Cardiovascular disease remains a common cause
of morbidity and mortality in the adult. In this article I plan to describe
the common age-related changes in cardiovascular structure and function
and try to suggest ways by which we can seek to reduce our risk factors
for cardiac disease.
The cardiac output or work of the heart will
be affected by changes in preload (filling of heart), postload (resistance
to flow), contractility, coronary blood flow and the heart rate. Each
of these is impacted upon by age-related physiological changes.
The early diastolic filling rate progressively
slows after the age of 20, so that by 80, the rate is reduced up to 50%.
Despite the slowing of left ventricular filling early in diastole, end-diastolic
volume is not usually reduced in healthy, elderly persons. In healthy
older persons, more filling occurs later in diastole to compensate for
the slowed early filling.
In a number of studies an increase in afterload
has been shown with increasing age. Several factors contribute to this
including increasing frequency of systolic hypertension, occurrence of
peripheral vascular disease and reduced elasticity of the aorta..

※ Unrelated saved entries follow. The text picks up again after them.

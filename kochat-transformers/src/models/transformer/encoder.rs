//! Transformer encoder.
use candle_core::Tensor;
use candle_nn::VarBuilder;
use snafu::{ResultExt, Snafu};

use crate::architectures::{BuildArchitecture, BuildEmbeddings, Embeddings};
use crate::architectures::{BuildEncoderLayer, Encoder, EncoderLayer, EncoderOutput};
use crate::error::BoxedError;
use crate::layers::attention::AttentionMask;
use crate::layers::transformer::{TransformerEmbeddingsConfig, TransformerLayerConfig};

/// Configuration of a post-norm transformer encoder, such as ELECTRA.
///
/// Every layer normalizes its own residual connections, so the encoder
/// has no final layer norm.
#[derive(Debug)]
pub struct TransformerEncoderConfig {
    embeddings: Box<dyn BuildEmbeddings>,
    layer: Box<dyn BuildEncoderLayer>,
    n_hidden_layers: usize,
}

impl TransformerEncoderConfig {
    /// Embeddings of the pieces, positions and types.
    ///
    /// Default: `TransformerEmbeddingsConfig::default()`
    pub fn embeddings(mut self, embeddings: Box<dyn BuildEmbeddings>) -> Self {
        self.embeddings = embeddings;
        self
    }

    /// Configuration shared by all layers.
    ///
    /// Default: `TransformerLayerConfig::default()`
    pub fn layer(mut self, layer: Box<dyn BuildEncoderLayer>) -> Self {
        self.layer = layer;
        self
    }

    /// Number of layers.
    ///
    /// Default: `12`
    pub fn n_hidden_layers(mut self, n_hidden_layers: usize) -> Self {
        self.n_hidden_layers = n_hidden_layers;
        self
    }
}

impl Default for TransformerEncoderConfig {
    fn default() -> Self {
        TransformerEncoderConfig {
            embeddings: Box::<TransformerEmbeddingsConfig>::default(),
            layer: Box::<TransformerLayerConfig>::default(),
            n_hidden_layers: 12,
        }
    }
}

impl BuildArchitecture for TransformerEncoderConfig {
    type Architecture = TransformerEncoder;

    fn build(&self, vb: VarBuilder) -> Result<Self::Architecture, BoxedError> {
        let embeddings = self
            .embeddings
            .build(vb.push_prefix("embeddings"))
            .context(BuildEmbeddingsSnafu)?;

        let mut layers = Vec::with_capacity(self.n_hidden_layers);
        for layer in 0..self.n_hidden_layers {
            layers.push(
                self.layer
                    .build_encoder_layer(vb.push_prefix(format!("layer_{layer}")))
                    .context(BuildLayerSnafu { layer })?,
            );
        }

        Ok(TransformerEncoder { embeddings, layers })
    }
}

#[derive(Debug, Snafu)]
pub enum TransformerEncoderError {
    #[snafu(display("Cannot build encoder embeddings"))]
    BuildEmbeddings { source: BoxedError },

    #[snafu(display("Cannot build encoder layer {layer}"))]
    BuildLayer { layer: usize, source: BoxedError },

    #[snafu(display("Cannot embed pieces"))]
    Embed { source: BoxedError },

    #[snafu(display("Cannot apply encoder layer {layer}"))]
    Layer { layer: usize, source: BoxedError },
}

/// Transformer encoder.
pub struct TransformerEncoder {
    embeddings: Box<dyn Embeddings>,
    layers: Vec<Box<dyn EncoderLayer>>,
}

impl Encoder for TransformerEncoder {
    fn forward_t(
        &self,
        piece_ids: &Tensor,
        attention_mask: &AttentionMask,
        positions: Option<&Tensor>,
        type_ids: Option<&Tensor>,
        train: bool,
    ) -> Result<EncoderOutput, BoxedError> {
        let mut hidden_states = Vec::with_capacity(self.layers.len() + 1);
        let mut hidden = self
            .embeddings
            .forward(piece_ids, train, positions, type_ids)
            .context(EmbedSnafu)?;

        for (layer, encoder_layer) in self.layers.iter().enumerate() {
            let next = encoder_layer
                .forward_t(&hidden, attention_mask, positions, train)
                .context(LayerSnafu { layer })?;
            hidden_states.push(hidden);
            hidden = next;
        }
        hidden_states.push(hidden);

        Ok(EncoderOutput::new(hidden_states))
    }
}
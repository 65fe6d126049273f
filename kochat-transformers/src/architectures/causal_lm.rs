use candle_core::Tensor;

use crate::architectures::DecoderOutput;
use crate::error::BoxedError;
use crate::layers::attention::AttentionMask;

/// Hidden states and next-piece logits of a causal language model.
pub struct CausalLMOutput {
    decoder_output: DecoderOutput,
    logits: Tensor,
}

impl CausalLMOutput {
    pub fn new(decoder_output: DecoderOutput, logits: Tensor) -> Self {
        CausalLMOutput {
            decoder_output,
            logits,
        }
    }

    pub fn decoder_output(&self) -> &DecoderOutput {
        &self.decoder_output
    }

    /// Unnormalized scores of the piece that follows each position.
    ///
    /// *Shape:* `(batch_size, seq_len, n_pieces)`
    pub fn logits(&self) -> &Tensor {
        &self.logits
    }
}

/// Language model that predicts the next piece of a sequence.
pub trait CausalLM {
    /// State kept between calls during incremental decoding.
    type Cache;

    /// Compute next-piece logits for every position of a batch.
    ///
    /// The arguments are those of [`Decoder::forward_t`]. In training
    /// mode dropout is applied, and the cache is normally disabled.
    ///
    /// [`Decoder::forward_t`]: crate::architectures::Decoder::forward_t
    fn forward_t(
        &self,
        piece_ids: &Tensor,
        attention_mask: &AttentionMask,
        cache: &mut Self::Cache,
        positions: Option<&Tensor>,
        train: bool,
    ) -> Result<CausalLMOutput, BoxedError>;
}
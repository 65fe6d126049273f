//! Feed-forward layers.
use candle_core::{Module, ModuleT, Tensor};
use candle_nn::{linear, Linear, VarBuilder};
use snafu::{ResultExt, Snafu};

use crate::error::BoxedError;
use crate::layers::activation::Activation;
use crate::layers::build_module::BuildModule;
use crate::layers::identity::Identity;

/// Point-wise feed-forward layer configuration.
#[derive(Debug)]
pub struct PointwiseFeedForwardConfig {
    activation: Box<dyn BuildModule>,
    dropout: Box<dyn BuildModule>,
    hidden_width: usize,
    intermediate_width: usize,
    layer_norm: Box<dyn BuildModule>,
}

impl PointwiseFeedForwardConfig {
    /// Activation function.
    ///
    /// Default: `Activation::Gelu`
    pub fn activation(mut self, activation: Box<dyn BuildModule>) -> Self {
        self.activation = activation;
        self
    }

    /// Dropout to apply after the layer.
    ///
    /// Default: `Identity`
    pub fn dropout(mut self, dropout: Box<dyn BuildModule>) -> Self {
        self.dropout = dropout;
        self
    }

    /// Hidden width, dimensionality of the layer input and output.
    ///
    /// Default: `768`
    pub fn hidden_width(mut self, hidden_width: usize) -> Self {
        self.hidden_width = hidden_width;
        self
    }

    /// Intermediate width inside the feed-forward layer.
    ///
    /// Default: `3072`
    pub fn intermediate_width(mut self, intermediate_width: usize) -> Self {
        self.intermediate_width = intermediate_width;
        self
    }

    /// Layer norm applied to the input.
    ///
    /// Default: `Identity`
    pub fn layer_norm(mut self, layer_norm: Box<dyn BuildModule>) -> Self {
        self.layer_norm = layer_norm;
        self
    }
}

impl Default for PointwiseFeedForwardConfig {
    fn default() -> Self {
        Self {
            activation: Box::new(Activation::Gelu),
            dropout: Box::new(Identity),
            hidden_width: 768,
            intermediate_width: 3072,
            layer_norm: Box::new(Identity),
        }
    }
}

impl BuildModule for PointwiseFeedForwardConfig {
    fn build(&self, vb: VarBuilder) -> Result<Box<dyn ModuleT>, BoxedError> {
        Ok(Box::new(PointwiseFeedForward {
            activation: self
                .activation
                .build(vb.push_prefix("activation"))
                .context(BuildActivationSnafu)?,
            dropout: self
                .dropout
                .build(vb.push_prefix("dropout"))
                .context(BuildDropoutSnafu)?,
            intermediate: linear(
                self.hidden_width,
                self.intermediate_width,
                vb.push_prefix("intermediate"),
            )
            .context(BuildLinearSnafu)?,
            layer_norm: self
                .layer_norm
                .build(vb.push_prefix("layer_norm"))
                .context(BuildLayerNormSnafu)?,
            output: linear(
                self.intermediate_width,
                self.hidden_width,
                vb.push_prefix("output"),
            )
            .context(BuildLinearSnafu)?,
        }))
    }
}

/// Point-wise feed-forward layer errors.
#[derive(Debug, Snafu)]
pub enum PointwiseFeedForwardError {
    #[snafu(display("Cannot build activation"))]
    BuildActivation { source: BoxedError },

    #[snafu(display("Cannot build dropout"))]
    BuildDropout { source: BoxedError },

    #[snafu(display("Cannot build layer norm"))]
    BuildLayerNorm { source: BoxedError },

    #[snafu(display("Cannot build linear layer"))]
    BuildLinear { source: candle_core::Error },
}

/// Point-wise feed-forward layer (_Vaswani et al., 2017_).
///
/// This layer is applied pointwise, meaning that the same
/// transformation is applied to each sequence element. This
/// transformation is:
///
/// `g(xW_1 + b_1)W_2 + b_2`
///
/// `W_1` and `b_1` transform the input to an
/// intermediate width, `g` is a non-linear activation
/// function and `W_2` and `b_2` transform the
/// output of the activation back to the input width.
///
/// * _Vaswani et al., 2017_: https://arxiv.org/abs/1706.03762
pub struct PointwiseFeedForward {
    activation: Box<dyn ModuleT>,
    dropout: Box<dyn ModuleT>,
    intermediate: Linear,
    layer_norm: Box<dyn ModuleT>,
    output: Linear,
}

impl ModuleT for PointwiseFeedForward {
    fn forward_t(&self, xs: &Tensor, train: bool) -> Result<Tensor, candle_core::Error> {
        let xs = self.layer_norm.forward_t(xs, train)?;
        let xs = self.intermediate.forward(&xs)?;
        let xs = self.activation.forward_t(&xs, train)?;
        let output = self.output.forward(&xs)?;
        self.dropout.forward_t(&output, train)
    }
}
use candle_core::ModuleT;
use candle_nn::{Dropout, VarBuilder};

use crate::error::BoxedError;
use crate::layers::build_module::BuildModule;

/// Dropout configuration.
#[derive(Clone, Debug)]
pub struct DropoutConfig {
    p: f32,
}

impl DropoutConfig {
    /// Dropout probability.
    ///
    /// Default: `0.0`
    pub fn p(mut self, p: f32) -> Self {
        self.p = p;
        self
    }
}

impl Default for DropoutConfig {
    fn default() -> Self {
        Self { p: 0.0 }
    }
}

impl BuildModule for DropoutConfig {
    fn build(&self, _vb: VarBuilder) -> Result<Box<dyn ModuleT>, BoxedError> {
        Ok(Box::new(Dropout::new(self.p)))
    }
}
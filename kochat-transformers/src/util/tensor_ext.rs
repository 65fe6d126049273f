//! Tensor extension traits.
use candle_core::{DType, Tensor};
use half::{bf16, f16};

/// Get a tensor with the data types minimum value.
pub trait MinLike: Sized {
    /// Get a new tensor with the data type's minimum value.
    ///
    /// The tensor has the same shape, data type and device as `self`.
    fn min_like(&self) -> Result<Self, candle_core::Error>;
}

impl MinLike for Tensor {
    fn min_like(&self) -> Result<Self, candle_core::Error> {
        match self.dtype() {
            DType::BF16 => Tensor::try_from(bf16::MIN),
            DType::F16 => Tensor::try_from(f16::MIN),
            DType::F32 => Tensor::try_from(f32::MIN),
            DType::F64 => Tensor::try_from(f64::MIN),
            DType::U8 => Tensor::try_from(u8::MIN),
            DType::U32 => Tensor::try_from(u32::MIN),
            DType::I64 => Tensor::try_from(i64::MIN),
        }
        .and_then(|scalar| scalar.broadcast_as(self.shape()))
        .and_then(|tensor| tensor.to_device(self.device()))
    }
}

Contraction and relaxation are prolonged in senescent
cardiac muscle. This coupled with the reduced beta-adrenergic stimulation
of the heart with age may explain its relative inability to increase heart
rates with exercise.
The resting, sitting cardiac output is not reduced
in healthy older men although it does decreases slightly in women. Both
sexes show an age-associated decreases in the maximum exercise capacity
and maximal oxygen consumption decline with age but to a variable extent
among individuals. Elderly persons in good physical condition can match
or exceed the aerobic capacity of unconditioned younger persons.
The aging heart is vulnerable
therefore to decompensation in response to hypoxia, the onset of atrial
fibrillation, increased metabolic demands or changes in intravascular
fluid volumes. Underlying heart disease resulting from coronary vessel
disease, hypertension, atherosclerosis and valvular heart disease is also
likely to have a greater impact on health and life.
What are the common risk factors for heart disease
as we age and how can we modify them?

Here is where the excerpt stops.